Comics and UX, Part 1: Cross-disciplinary Techniques

As with websites so with comics: there's a lot more to it than meets the eye. Follow along as Rachel Nabors shares techniques from the world of comics to better plan, assess, and improve the experience of a website.

Comics, cartoons, sequential art. Each of these words implies the same thing: stories told with words and pictures. Much has been written about about how storytelling affects the user experience, but little has been written about how visual storytellers craft that experience. Today, I’m going to share the tricks of the trade that comickers use to lead a reader’s eyes across a page. You can use these techniques to tell stories, sell widgets, promote an idea, help users find what they’re searching for – the possibilities are endless! (And I promise there will be lots of fun comics.)

Note: In this article, I will use “reader” when referring to people who would read comics and/or visit web sites, and I will use “user” to refer only to people in the context of visiting web sites.

Long before I was a web designer, I was “Rachel the Great,” known in high schools around the world for my weekly comic adventures at gURL.com. (I even won an industry award for my work!) When comics could no longer pay the bills, I used my talents to jumpstart a career in web design.
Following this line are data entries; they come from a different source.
//! Coordinated start and stop of a set of listeners.
//!
//! [`ServerLifecycle`] starts every listener concurrently. Each listener
//! watches the shared [`ShutdownSignal`] itself; when it fires they stop
//! accepting, drain, and post a [`ListenerReport`] on a rendezvous channel
//! sized to the number of listeners. [`ServerLifecycle::run`] returns once
//! all of them have reported.
//!
//! # Example
//!
//! ```rust,ignore
//! use nfsim_server::{ListenerDef, Router, ServerLifecycle, ShutdownSignal};
//!
//! let report = ServerLifecycle::new(ShutdownSignal::with_os_signals())
//!     .listener(ListenerDef::new("api", ":8081", api_routes))
//!     .listener(ListenerDef::new("nf", ":8082", callback_routes))
//!     .run()
//!     .await;
//! assert!(report.all_closed());
//! ```

use tokio::sync::mpsc;

use crate::listener::{serve, ListenerDef, ListenerReport, ListenerSettings};
use crate::shutdown::ShutdownSignal;

/// Owns a set of listener definitions and runs them until shutdown.
#[derive(Debug)]
pub struct ServerLifecycle {
    shutdown: ShutdownSignal,
    settings: ListenerSettings,
    listeners: Vec<ListenerDef>,
}

impl ServerLifecycle {
    /// Creates a lifecycle bound to `shutdown`.
    pub fn new(shutdown: ShutdownSignal) -> Self {
        Self {
            shutdown,
            settings: ListenerSettings::default(),
            listeners: Vec::new(),
        }
    }

    /// Sets the limits shared by all listeners.
    pub fn with_settings(mut self, settings: ListenerSettings) -> Self {
        self.settings = settings;
        self
    }

    /// Adds a listener.
    pub fn listener(mut self, def: ListenerDef) -> Self {
        self.listeners.push(def);
        self
    }

    /// Adds several listeners.
    pub fn listeners(mut self, defs: impl IntoIterator<Item = ListenerDef>) -> Self {
        self.listeners.extend(defs);
        self
    }

    /// Number of listeners that will be started.
    pub fn listener_count(&self) -> usize {
        self.listeners.len()
    }

    /// Limits every listener is started with.
    pub fn settings(&self) -> &ListenerSettings {
        &self.settings
    }

    /// The signal listeners stop on.
    pub fn shutdown(&self) -> &ShutdownSignal {
        &self.shutdown
    }

    /// Starts every listener and waits until each has reported.
    ///
    /// Listeners that fail to bind report straight away and are logged;
    /// the others keep serving until shutdown.
    pub async fn run(self) -> ShutdownReport {
        let expected = self.listeners.len();
        if expected == 0 {
            return ShutdownReport::default();
        }

        let (tx, mut rx) = mpsc::channel(expected);
        for def in self.listeners {
            let tx = tx.clone();
            let settings = self.settings.clone();
            let shutdown = self.shutdown.clone();
            tokio::spawn(async move {
                let report = serve(def, settings, shutdown).await;
                let _ = tx.send(report).await;
            });
        }
        drop(tx);

        let mut listeners = Vec::with_capacity(expected);
        while listeners.len() < expected {
            match rx.recv().await {
                Some(report) => {
                    tracing::debug!(listener = %report.name, closed = report.is_closed(), "listener reported");
                    listeners.push(report);
                }
                None => {
                    tracing::error!(
                        reported = listeners.len(),
                        expected,
                        "listener task ended without reporting"
                    );
                    break;
                }
            }
        }

        tracing::info!(listeners = listeners.len(), "all listeners stopped");
        ShutdownReport { listeners }
    }
}

/// Reports from every listener of a finished lifecycle.
#[derive(Debug, Default)]
pub struct ShutdownReport {
    /// One report per listener, in completion order.
    pub listeners: Vec<ListenerReport>,
}

impl ShutdownReport {
    /// Returns `true` if every listener started and closed.
    pub fn all_closed(&self) -> bool {
        self.listeners.iter().all(ListenerReport::is_closed)
    }

    /// Finds the report of the named listener.
    pub fn get(&self, name: &str) -> Option<&ListenerReport> {
        self.listeners.iter().find(|r| r.name == name)
    }
}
What the flip do comics have to do with web sites? Quite a bit actually. Comics and websites both start as wireframes.

Both mediums tell stories and convey ideas using words and pictures. People will scan boring or confusing sites as well as comics. In both mediums, you have to either pull readers into a narrative or immediately offer up the meatiest part of the content, lest readers skip to the next page.

Because they have so much in common, many basic comic techniques apply equally as well to web pages. Let’s go over them!

Techniques and theory

There is a saying among equestrians: “Control the head, and you control the horse.” A reader’s eye is like a horse: both will roam if left on their own. The reader’s eye wants to gallop madly across the room and look at that shiny thing over there or that iPhone in your hand. Like the Red Queen in Through the Looking Glass, as creators we have to run twice as fast just to keep our readers in one place!
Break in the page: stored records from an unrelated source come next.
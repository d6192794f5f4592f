//! Startup errors of the NF roles.

use thiserror::Error;

use nfsim_config::ConfigError;
use nfsim_core::HandshakeError;
use nfsim_telemetry::TelemetryError;

/// Errors that stop a role before it serves anything.
#[derive(Debug, Error)]
pub enum AppError {
    /// Configuration could not be loaded or failed validation.
    #[error("configuration error: {0}")]
    Config(#[from] ConfigError),

    /// Logging or metrics could not be initialized.
    #[error("telemetry error: {0}")]
    Telemetry(#[from] TelemetryError),

    /// A shared component could not be built.
    #[error("startup error: {0}")]
    Startup(#[from] HandshakeError),
}

/// Result type for role startup.
pub type AppResult<T> = Result<T, AppError>;

#[cfg(test)]
mod tests {
    use super::*;

    #[test]
    fn test_error_display() {
        let err: AppError = ConfigError::missing_field("nfendpoint").into();
        assert!(err.to_string().starts_with("configuration error"));

        let err: AppError = HandshakeError::internal("no client").into();
        assert_eq!(err.to_string(), format!("startup error: {}", HandshakeError::internal("no client")));
    }
}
A good comic doesn’t lay itself out. It doesn’t magically fall from the artist’s pen fully-formed onto the Bristol board. There are scripts (content), layouts (wireframes), pencils (mockups), and inks (final designs) to do before the words are finally married to the pictures.

But the difference between a good comic and a great comic can be found in the place between the script and the pencils. Everything else is icing.
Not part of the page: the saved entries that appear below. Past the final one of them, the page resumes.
//! Single-slot notification gate.
//!
//! The gate joins a flow that waits for a callback with the flow that
//! receives it. It holds at most one pending token. [`NotificationGate::signal`]
//! never blocks: a token deposited while another is still pending replaces it
//! and the displaced one is handed back to the caller.
//!
//! # Example
//!
//! ```
//! use nfsim_core::NotificationGate;
//! use std::sync::Arc;
//!
//! # tokio_test::block_on(async {
//! let gate = Arc::new(NotificationGate::new());
//! let waiter = {
//!     let gate = Arc::clone(&gate);
//!     tokio::spawn(async move { gate.wait(std::future::pending()).await })
//! };
//!
//! gate.signal("token");
//! assert_eq!(waiter.await.unwrap().unwrap(), "token");
//! # });
//! ```

use crate::error::{HandshakeError, HandshakeResult};
use parking_lot::Mutex;
use std::future::Future;
use tokio::sync::Notify;

/// A capacity-one handoff between a signalling side and a waiting side.
#[derive(Debug)]
pub struct NotificationGate<T> {
    slot: Mutex<Option<T>>,
    notify: Notify,
}

impl<T> Default for NotificationGate<T> {
    fn default() -> Self {
        Self::new()
    }
}

impl<T> NotificationGate<T> {
    /// Creates an empty gate.
    pub fn new() -> Self {
        Self {
            slot: Mutex::new(None),
            notify: Notify::new(),
        }
    }

    /// Deposits a token and wakes one waiter.
    ///
    /// Returns the token that was still pending, if any.
    pub fn signal(&self, token: T) -> Option<T> {
        let displaced = self.slot.lock().replace(token);
        self.notify.notify_one();
        displaced
    }

    /// Waits for a token or for `cancel` to complete, whichever comes first.
    ///
    /// A cancelled wait leaves any pending or future token in place.
    pub async fn wait<F>(&self, cancel: F) -> HandshakeResult<T>
    where
        F: Future<Output = ()>,
    {
        tokio::pin!(cancel);
        loop {
            let notified = self.notify.notified();
            tokio::pin!(notified);
            notified.as_mut().enable();

            let pending = self.slot.lock().take();
            if let Some(token) = pending {
                return Ok(token);
            }

            tokio::select! {
                biased;
                () = &mut cancel => {
                    return Err(HandshakeError::cancelled("wait for callback was cancelled"));
                }
                () = &mut notified => {}
            }
        }
    }

    /// Returns `true` if a token is waiting to be consumed.
    pub fn is_pending(&self) -> bool {
        self.slot.lock().is_some()
    }
}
Panels: temporal snapshots

Generally speaking, a comic’s panel and frames act as a mini corral for the eye. Readers process each panel individually. Further, we know that everything inside takes place at the same time and at the same place.

Panels also work as a grouping device. Everything within a panel is related to each other, whether they be characters in a scene or random objects.

Excerpt from Beauty Is as Beauty Does, a comic I made for gURL.com

Proximity

Things close to each other seem more related than things farther apart.

Notice how the first panel is a picture of a woman and a boy. In the second panel, they’re a sister and brother or mother and son. The characters are exactly the same in each panel. The only thing that has changed is the distance between them. Your mind naturally infers a relationship based on proximity.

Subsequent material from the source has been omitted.